◆ **Work to complete**:
Tally the lines below containing the word "target" and give that total alone.

◆ **Dataset extract**:
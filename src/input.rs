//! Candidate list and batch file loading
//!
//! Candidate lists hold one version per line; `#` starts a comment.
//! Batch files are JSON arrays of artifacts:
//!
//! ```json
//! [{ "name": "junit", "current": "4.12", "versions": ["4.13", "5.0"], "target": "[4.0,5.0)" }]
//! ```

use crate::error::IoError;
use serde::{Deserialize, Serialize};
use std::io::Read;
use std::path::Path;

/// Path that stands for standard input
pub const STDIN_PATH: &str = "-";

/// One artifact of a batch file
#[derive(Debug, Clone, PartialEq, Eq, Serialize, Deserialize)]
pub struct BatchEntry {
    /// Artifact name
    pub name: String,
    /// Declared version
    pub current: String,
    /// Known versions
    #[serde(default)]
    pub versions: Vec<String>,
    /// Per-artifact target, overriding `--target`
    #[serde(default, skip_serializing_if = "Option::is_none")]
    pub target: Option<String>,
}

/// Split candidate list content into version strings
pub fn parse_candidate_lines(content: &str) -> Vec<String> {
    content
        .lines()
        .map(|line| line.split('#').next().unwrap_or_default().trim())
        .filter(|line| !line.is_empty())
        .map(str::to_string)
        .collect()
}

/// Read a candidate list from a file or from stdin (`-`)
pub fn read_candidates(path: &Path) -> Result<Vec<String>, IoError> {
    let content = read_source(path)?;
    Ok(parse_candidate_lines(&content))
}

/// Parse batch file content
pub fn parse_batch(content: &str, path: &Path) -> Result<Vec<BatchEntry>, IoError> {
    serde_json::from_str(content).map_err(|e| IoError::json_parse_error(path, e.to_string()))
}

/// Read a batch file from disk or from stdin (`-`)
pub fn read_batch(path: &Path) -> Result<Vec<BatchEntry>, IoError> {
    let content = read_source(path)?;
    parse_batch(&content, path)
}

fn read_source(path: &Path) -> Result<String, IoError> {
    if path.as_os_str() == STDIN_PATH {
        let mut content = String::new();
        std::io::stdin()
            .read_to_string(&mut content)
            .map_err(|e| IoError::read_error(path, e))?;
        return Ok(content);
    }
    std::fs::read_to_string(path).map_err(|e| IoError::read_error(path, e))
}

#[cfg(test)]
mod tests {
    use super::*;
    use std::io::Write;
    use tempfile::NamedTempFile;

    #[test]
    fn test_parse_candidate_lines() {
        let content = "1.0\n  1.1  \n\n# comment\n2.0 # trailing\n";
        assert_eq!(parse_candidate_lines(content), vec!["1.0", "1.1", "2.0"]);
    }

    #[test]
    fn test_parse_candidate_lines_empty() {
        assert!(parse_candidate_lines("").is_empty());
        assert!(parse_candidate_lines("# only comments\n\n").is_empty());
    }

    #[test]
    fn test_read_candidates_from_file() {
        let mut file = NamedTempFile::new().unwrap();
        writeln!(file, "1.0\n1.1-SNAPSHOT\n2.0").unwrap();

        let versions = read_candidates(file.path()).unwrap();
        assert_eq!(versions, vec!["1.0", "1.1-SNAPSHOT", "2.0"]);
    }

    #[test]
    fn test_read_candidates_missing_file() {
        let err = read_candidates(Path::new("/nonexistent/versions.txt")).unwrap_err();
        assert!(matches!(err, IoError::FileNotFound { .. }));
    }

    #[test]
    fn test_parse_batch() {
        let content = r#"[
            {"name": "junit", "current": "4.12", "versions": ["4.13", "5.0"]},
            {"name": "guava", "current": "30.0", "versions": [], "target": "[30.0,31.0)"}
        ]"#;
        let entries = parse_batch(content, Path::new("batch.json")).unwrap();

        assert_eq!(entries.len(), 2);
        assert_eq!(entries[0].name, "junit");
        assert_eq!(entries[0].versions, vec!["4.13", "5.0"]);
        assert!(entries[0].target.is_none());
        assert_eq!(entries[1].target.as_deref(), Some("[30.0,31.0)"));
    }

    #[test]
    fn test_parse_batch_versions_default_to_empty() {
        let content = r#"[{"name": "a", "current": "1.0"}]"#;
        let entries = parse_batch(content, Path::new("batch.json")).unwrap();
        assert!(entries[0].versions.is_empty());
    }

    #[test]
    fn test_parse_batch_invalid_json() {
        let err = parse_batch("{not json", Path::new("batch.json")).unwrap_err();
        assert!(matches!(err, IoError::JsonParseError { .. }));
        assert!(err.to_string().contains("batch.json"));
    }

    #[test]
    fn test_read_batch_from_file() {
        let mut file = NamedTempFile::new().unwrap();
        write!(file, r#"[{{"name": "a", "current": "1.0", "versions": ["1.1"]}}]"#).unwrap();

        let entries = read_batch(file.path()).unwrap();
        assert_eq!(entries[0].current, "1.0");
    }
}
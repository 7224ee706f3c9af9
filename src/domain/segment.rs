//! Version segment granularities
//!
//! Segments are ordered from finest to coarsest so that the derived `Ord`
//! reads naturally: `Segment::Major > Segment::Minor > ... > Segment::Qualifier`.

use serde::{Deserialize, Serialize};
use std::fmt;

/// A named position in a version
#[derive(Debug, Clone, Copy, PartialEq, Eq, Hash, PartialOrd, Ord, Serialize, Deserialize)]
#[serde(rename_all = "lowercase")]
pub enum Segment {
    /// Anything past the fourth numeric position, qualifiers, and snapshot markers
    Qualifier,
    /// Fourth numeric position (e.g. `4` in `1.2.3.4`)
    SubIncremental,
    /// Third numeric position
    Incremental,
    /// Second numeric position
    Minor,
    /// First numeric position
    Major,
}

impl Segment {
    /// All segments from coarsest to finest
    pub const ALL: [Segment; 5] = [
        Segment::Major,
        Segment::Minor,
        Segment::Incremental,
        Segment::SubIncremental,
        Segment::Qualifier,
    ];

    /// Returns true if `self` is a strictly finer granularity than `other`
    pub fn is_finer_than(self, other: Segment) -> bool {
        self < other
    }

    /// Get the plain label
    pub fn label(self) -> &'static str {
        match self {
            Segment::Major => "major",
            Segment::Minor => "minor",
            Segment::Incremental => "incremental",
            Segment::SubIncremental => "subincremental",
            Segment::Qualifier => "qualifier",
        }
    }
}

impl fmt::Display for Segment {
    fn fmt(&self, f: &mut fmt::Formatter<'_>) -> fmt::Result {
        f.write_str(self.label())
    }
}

◆ **Exercise answer**:
6